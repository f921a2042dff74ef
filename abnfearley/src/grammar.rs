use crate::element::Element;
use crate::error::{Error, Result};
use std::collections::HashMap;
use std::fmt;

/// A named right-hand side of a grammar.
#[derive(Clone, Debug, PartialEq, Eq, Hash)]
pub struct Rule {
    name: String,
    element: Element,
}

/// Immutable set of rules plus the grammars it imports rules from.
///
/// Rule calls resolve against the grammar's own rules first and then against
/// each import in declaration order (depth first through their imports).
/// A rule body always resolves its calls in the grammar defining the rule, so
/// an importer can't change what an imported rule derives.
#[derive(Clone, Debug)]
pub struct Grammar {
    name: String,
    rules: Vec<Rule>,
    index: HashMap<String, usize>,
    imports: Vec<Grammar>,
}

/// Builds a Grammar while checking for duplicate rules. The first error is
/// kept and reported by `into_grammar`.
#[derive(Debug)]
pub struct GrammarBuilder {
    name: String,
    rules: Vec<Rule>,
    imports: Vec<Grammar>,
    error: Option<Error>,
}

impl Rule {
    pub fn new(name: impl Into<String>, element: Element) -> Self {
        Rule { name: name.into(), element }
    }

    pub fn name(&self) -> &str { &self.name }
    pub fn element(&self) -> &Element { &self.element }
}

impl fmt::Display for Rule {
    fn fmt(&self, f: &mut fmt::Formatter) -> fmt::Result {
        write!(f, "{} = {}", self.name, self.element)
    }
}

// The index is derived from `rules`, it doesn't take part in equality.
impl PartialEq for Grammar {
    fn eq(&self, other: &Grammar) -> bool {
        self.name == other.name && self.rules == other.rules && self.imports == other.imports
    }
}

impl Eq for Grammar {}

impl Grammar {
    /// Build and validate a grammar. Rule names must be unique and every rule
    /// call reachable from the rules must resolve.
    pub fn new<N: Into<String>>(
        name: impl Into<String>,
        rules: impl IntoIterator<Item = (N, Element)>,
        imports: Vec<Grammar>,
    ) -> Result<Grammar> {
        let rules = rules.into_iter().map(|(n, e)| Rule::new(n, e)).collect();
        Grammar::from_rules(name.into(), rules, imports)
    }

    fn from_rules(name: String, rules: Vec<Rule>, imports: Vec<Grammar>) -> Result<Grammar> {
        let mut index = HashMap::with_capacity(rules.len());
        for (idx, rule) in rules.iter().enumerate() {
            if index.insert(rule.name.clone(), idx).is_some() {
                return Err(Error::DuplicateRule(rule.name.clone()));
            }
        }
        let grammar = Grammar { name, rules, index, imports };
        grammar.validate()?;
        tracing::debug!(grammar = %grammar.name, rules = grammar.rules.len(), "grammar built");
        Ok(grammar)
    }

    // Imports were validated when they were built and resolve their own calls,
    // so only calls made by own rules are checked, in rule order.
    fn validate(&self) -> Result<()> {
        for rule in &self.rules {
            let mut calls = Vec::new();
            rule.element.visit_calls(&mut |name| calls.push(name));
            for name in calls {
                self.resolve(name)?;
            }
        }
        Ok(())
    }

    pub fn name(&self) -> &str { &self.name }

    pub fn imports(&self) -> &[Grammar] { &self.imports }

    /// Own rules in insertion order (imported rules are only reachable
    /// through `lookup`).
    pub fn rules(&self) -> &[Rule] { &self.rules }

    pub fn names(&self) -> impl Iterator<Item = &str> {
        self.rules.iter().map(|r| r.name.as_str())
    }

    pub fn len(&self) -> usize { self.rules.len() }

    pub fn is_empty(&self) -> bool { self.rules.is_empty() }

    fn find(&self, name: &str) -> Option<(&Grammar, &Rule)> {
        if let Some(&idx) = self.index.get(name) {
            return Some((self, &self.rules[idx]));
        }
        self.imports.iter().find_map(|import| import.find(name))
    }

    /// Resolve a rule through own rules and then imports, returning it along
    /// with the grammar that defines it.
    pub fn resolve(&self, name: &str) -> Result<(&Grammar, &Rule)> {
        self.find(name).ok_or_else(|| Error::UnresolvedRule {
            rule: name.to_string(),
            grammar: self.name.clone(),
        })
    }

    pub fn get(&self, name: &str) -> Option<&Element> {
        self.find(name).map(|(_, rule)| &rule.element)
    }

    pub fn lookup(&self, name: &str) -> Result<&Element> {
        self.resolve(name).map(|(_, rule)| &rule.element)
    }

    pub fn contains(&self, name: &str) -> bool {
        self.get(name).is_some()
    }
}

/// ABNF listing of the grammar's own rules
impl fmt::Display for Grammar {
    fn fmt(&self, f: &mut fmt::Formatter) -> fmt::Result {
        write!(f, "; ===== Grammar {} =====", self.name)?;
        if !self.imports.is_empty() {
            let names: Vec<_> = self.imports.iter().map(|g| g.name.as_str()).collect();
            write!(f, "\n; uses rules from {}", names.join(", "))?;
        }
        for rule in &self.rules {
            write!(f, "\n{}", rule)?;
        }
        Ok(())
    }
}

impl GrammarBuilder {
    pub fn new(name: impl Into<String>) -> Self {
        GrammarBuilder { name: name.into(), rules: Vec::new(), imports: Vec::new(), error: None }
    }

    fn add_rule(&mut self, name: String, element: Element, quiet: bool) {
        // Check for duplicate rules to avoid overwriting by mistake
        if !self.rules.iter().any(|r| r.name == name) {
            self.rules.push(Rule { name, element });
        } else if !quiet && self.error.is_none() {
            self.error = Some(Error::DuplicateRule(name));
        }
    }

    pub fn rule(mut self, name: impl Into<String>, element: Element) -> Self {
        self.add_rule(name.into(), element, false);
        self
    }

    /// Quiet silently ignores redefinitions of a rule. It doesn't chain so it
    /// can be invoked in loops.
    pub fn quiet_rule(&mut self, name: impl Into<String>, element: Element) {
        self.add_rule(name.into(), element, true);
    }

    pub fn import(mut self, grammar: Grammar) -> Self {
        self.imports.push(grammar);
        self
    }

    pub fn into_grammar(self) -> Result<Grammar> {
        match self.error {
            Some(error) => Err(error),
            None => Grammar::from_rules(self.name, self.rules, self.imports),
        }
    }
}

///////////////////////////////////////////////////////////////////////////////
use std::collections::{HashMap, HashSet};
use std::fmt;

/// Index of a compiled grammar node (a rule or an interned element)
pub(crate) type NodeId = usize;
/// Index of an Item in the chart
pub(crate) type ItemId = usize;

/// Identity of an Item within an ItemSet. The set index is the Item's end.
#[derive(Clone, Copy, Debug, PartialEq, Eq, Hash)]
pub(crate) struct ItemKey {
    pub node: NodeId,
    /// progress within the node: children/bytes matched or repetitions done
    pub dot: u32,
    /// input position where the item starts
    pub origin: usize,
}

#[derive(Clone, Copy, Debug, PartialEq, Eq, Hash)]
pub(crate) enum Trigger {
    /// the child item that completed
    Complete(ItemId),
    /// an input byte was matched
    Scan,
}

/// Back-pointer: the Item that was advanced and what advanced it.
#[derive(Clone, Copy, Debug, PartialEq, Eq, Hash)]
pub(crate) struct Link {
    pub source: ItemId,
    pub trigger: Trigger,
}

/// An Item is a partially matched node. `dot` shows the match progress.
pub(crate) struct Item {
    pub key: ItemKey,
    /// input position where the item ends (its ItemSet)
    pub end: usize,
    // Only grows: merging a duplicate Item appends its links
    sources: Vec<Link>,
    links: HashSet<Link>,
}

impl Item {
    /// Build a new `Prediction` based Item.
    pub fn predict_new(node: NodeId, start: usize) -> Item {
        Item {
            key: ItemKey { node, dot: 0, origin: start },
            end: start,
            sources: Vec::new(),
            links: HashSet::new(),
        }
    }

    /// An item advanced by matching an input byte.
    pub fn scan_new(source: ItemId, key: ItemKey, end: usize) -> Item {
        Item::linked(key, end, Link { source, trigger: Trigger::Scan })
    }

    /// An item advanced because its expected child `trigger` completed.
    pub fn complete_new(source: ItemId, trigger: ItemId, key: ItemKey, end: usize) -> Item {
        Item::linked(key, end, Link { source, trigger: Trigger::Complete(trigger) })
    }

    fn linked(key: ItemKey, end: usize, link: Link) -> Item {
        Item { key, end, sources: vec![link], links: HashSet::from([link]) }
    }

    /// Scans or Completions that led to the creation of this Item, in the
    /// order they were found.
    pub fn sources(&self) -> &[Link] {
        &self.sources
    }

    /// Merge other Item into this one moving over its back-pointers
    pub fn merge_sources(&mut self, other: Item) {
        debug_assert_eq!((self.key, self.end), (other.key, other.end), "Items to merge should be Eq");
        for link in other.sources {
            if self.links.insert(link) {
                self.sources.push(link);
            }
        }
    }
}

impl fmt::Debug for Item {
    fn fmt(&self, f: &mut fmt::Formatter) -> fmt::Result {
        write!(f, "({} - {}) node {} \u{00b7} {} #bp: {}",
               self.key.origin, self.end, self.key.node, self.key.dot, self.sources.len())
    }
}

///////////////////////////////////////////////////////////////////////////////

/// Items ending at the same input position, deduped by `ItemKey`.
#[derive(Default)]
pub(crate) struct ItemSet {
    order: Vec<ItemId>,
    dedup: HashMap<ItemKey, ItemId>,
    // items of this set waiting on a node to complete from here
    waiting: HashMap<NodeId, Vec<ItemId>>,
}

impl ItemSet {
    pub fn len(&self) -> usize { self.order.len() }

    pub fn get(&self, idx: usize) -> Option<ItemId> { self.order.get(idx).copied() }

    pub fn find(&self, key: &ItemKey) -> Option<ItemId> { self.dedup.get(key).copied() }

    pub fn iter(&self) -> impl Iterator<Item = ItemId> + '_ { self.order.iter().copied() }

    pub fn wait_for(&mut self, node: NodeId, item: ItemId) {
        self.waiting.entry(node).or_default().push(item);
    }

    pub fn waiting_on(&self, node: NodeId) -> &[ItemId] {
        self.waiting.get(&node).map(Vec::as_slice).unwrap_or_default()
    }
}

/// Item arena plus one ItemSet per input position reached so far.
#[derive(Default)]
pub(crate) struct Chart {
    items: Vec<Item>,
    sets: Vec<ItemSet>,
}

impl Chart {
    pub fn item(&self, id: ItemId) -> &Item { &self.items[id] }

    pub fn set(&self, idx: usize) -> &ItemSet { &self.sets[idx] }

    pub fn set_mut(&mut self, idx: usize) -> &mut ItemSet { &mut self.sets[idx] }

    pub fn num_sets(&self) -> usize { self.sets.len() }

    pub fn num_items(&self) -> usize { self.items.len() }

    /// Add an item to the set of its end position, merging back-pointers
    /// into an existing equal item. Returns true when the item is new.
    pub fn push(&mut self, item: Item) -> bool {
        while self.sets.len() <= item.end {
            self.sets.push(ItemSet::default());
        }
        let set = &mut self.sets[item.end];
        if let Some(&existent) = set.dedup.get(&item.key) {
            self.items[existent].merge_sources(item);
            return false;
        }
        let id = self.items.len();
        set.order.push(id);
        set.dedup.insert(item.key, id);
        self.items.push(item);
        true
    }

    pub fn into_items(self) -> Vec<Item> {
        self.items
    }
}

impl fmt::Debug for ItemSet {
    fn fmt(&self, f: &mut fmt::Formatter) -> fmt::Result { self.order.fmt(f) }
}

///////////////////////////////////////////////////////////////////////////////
- - - - -
**Your assignment**
Would you print, exactly as written, every line above from the one holding "kept and reported" through the one holding "impl PartialEq for", with both included and no other lines?

**Exercise answer**
/// kept and reported by `into_grammar`.
#[derive(Debug)]
pub struct GrammarBuilder {
    name: String,
    rules: Vec<Rule>,
    imports: Vec<Grammar>,
    error: Option<Error>,
}

impl Rule {
    pub fn new(name: impl Into<String>, element: Element) -> Self {
        Rule { name: name.into(), element }
    }

    pub fn name(&self) -> &str { &self.name }
    pub fn element(&self) -> &Element { &self.element }
}

impl fmt::Display for Rule {
    fn fmt(&self, f: &mut fmt::Formatter) -> fmt::Result {
        write!(f, "{} = {}", self.name, self.element)
    }
}

// The index is derived from `rules`, it doesn't take part in equality.
impl PartialEq for Grammar {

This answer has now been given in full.